ROANOKE TIMES

                         Roanoke Times
                 Copyright (c) 1995, Landmark Communications, Inc.

DATE: TUESDAY, February 26, 1991                   TAG: 9102260156
SECTION: EXTRA                    PAGE: E1   EDITION: METRO 
SOURCE: JANE SEE WHITE STAFF WRITER
DATELINE:                                 LENGTH: Long


OK, PARENTS, LISTEN UP

IT doesn't matter how old they are, it seems that most kids can reduce a parent to a blubbering mass of protoplasm without even breaking into a sweat.

Let's be honest now, raise your hands: Ever locked yourself in the bathroom to get a breather from a raging 2-year-old, or 8-year-old, or 14-year-old? Ever pulled to the side of the road and burst out of the car to escape the mayhem the kids are wreaking inside?

Before you start feeling sorry for yourself, it would be well to remember that parents often make kids just as crazy as they make us.

And, unfortunately, turnabout isn't always fair play, since some of the errors of our ways can have lifelong consequences for the small souls we're trying to shepherd safely into adulthood.

To sort these out, we talked with area therapists and parenting specialists. We also consulted with a panel of nine experts, aged 14 to 16, at Cave Spring Junior High (whom we promised anonymity, for obvious reasons).

Here's what we learned many parents are doing to drive their kids bananas.

\ Breaking promises

\ "My parents change their minds at the last minute," said one Cave Spring student. "They'll say I can do something and then when it's time, they'll say I can't because they have other plans."

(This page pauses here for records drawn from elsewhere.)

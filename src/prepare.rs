//! Image preparation: pad to a square, resize, or substitute a placeholder.
//!
//! The padding geometry is pure and always available. Decoding, padding
//! pixels, and resizing need the `image` feature.
//!
//! Prepared images are always `size × size`, whether they came from a photo
//! or a placeholder, so the composer can treat every handle the same way.

/// Side length of prepared squares when nothing else is configured.
pub const DEFAULT_SQUARE_SIZE: u32 = 160;

/// Where a non-square image lands on its square canvas.
#[derive(Copy, Clone, Debug, PartialEq, Eq, Hash)]
pub struct SquareCanvas {
    /// Canvas side: the image's longer edge.
    pub side: u32,
    /// Horizontal placement offset.
    pub offset_x: u32,
    /// Vertical placement offset.
    pub offset_y: u32,
}

/// Square canvas that centers a `width × height` image.
///
/// Odd leftovers go to the right and bottom.
pub fn square_canvas(width: u32, height: u32) -> SquareCanvas {
    let side = width.max(height);
    SquareCanvas {
        side,
        offset_x: (side - width) / 2,
        offset_y: (side - height) / 2,
    }
}

#[cfg(feature = "image")]
pub use raster::*;

#[cfg(feature = "image")]
mod raster {
    use std::path::{Path, PathBuf};

    use image::imageops::{self, FilterType};
    use image::{DynamicImage, ImageError, Rgb, RgbImage};

    use super::{DEFAULT_SQUARE_SIZE, square_canvas};
    use crate::palette::Rgba;
    use crate::scene::ImageHandle;

    /// Target size and fill colors for prepared images.
    #[derive(Copy, Clone, Debug, PartialEq, Eq)]
    pub struct SquareSpec {
        /// Output side length in pixels.
        pub size: u32,
        /// Color of the bars added around non-square images.
        pub pad_fill: Rgba,
        /// Color of the placeholder square.
        pub placeholder_fill: Rgba,
    }

    impl Default for SquareSpec {
        fn default() -> Self {
            Self {
                size: DEFAULT_SQUARE_SIZE,
                pad_fill: Rgba::WHITE,
                placeholder_fill: Rgba::rgb(220, 220, 220),
            }
        }
    }

    impl SquareSpec {
        /// Default colors at the given size.
        pub fn with_size(size: u32) -> Self {
            Self {
                size,
                ..Self::default()
            }
        }
    }

    /// Where a prepared image came from.
    #[derive(Clone, Debug, PartialEq, Eq)]
    pub enum ImageSource {
        /// Decoded from this file.
        File(PathBuf),
        /// Solid placeholder square.
        Placeholder,
    }

    /// A square image ready to be referenced from a scene.
    #[derive(Clone, Debug)]
    pub struct PreparedImage {
        /// The pixels, `spec.size` on each side.
        pub image: RgbImage,
        /// Origin of the pixels.
        pub source: ImageSource,
    }

    impl PreparedImage {
        /// True when no source image could be used.
        pub fn is_placeholder(&self) -> bool {
            self.source == ImageSource::Placeholder
        }

        /// Write the image as PNG and return a handle naming the written file.
        ///
        /// The handle is the file name only, so a scene rendered next to the
        /// file can reference it relatively.
        pub fn save_png(&self, path: &Path) -> Result<ImageHandle, ImageError> {
            self.image.save_with_format(path, image::ImageFormat::Png)?;
            let key = path
                .file_name()
                .map(|n| n.to_string_lossy().into_owned())
                .unwrap_or_else(|| path.to_string_lossy().into_owned());
            Ok(ImageHandle::new(key))
        }
    }

    fn rgb(c: Rgba) -> Rgb<u8> {
        Rgb([c.r, c.g, c.b])
    }

    /// Pad `img` to a square on `spec.pad_fill`, centered, then resize to
    /// `spec.size`. Empty images become the placeholder.
    pub fn make_square(img: &DynamicImage, spec: &SquareSpec) -> RgbImage {
        let src = img.to_rgb8();
        let (w, h) = src.dimensions();
        if w == 0 || h == 0 {
            return placeholder(spec);
        }
        if w == h {
            return imageops::resize(&src, spec.size, spec.size, FilterType::CatmullRom);
        }

        let canvas = square_canvas(w, h);
        let mut padded = RgbImage::from_pixel(canvas.side, canvas.side, rgb(spec.pad_fill));
        imageops::overlay(
            &mut padded,
            &src,
            i64::from(canvas.offset_x),
            i64::from(canvas.offset_y),
        );
        imageops::resize(&padded, spec.size, spec.size, FilterType::CatmullRom)
    }

    /// Solid square in `spec.placeholder_fill`.
    pub fn placeholder(spec: &SquareSpec) -> RgbImage {
        RgbImage::from_pixel(spec.size, spec.size, rgb(spec.placeholder_fill))
    }

    /// Load and square an image, falling back to the placeholder when the
    /// path is absent, missing, or undecodable.
    pub fn prepare(path: Option<&Path>, spec: &SquareSpec) -> PreparedImage {
        let Some(path) = path else {
            tracing::debug!("no image path given, using placeholder");
            return placeholder_image(spec);
        };
        if !path.exists() {
            tracing::warn!(path = %path.display(), "image not found, using placeholder");
            return placeholder_image(spec);
        }
        match image::open(path) {
            Ok(img) => {
                tracing::debug!(
                    path = %path.display(),
                    width = img.width(),
                    height = img.height(),
                    size = spec.size,
                    "prepared image"
                );
                PreparedImage {
                    image: make_square(&img, spec),
                    source: ImageSource::File(path.to_path_buf()),
                }
            }
            Err(err) => {
                tracing::warn!(
                    path = %path.display(),
                    %err,
                    "cannot decode image, using placeholder"
                );
                placeholder_image(spec)
            }
        }
    }

    fn placeholder_image(spec: &SquareSpec) -> PreparedImage {
        PreparedImage {
            image: placeholder(spec),
            source: ImageSource::Placeholder,
        }
    }
}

Another example from another girl: "My Mom says, `If someone else can drive this time, I'll drive the next three times.' But when those times come, she can't do it."

"Breaking promises really drives kids crazy, no matter what age they are," said Lyn Day, a Roanoke psychologist in private practice. "And it bothers them whether the promises are to do good stuff or to punish them.

"Parents really undermine themselves if they say, `If you don't do this I'm going to ground you for eight months,' and then don't follow through."

Kids want parents to follow through - even on discipline, said Michael Chiglinsky, psychologist and director of child and adolescent services at the Roanoke Valley Psychiatric Center.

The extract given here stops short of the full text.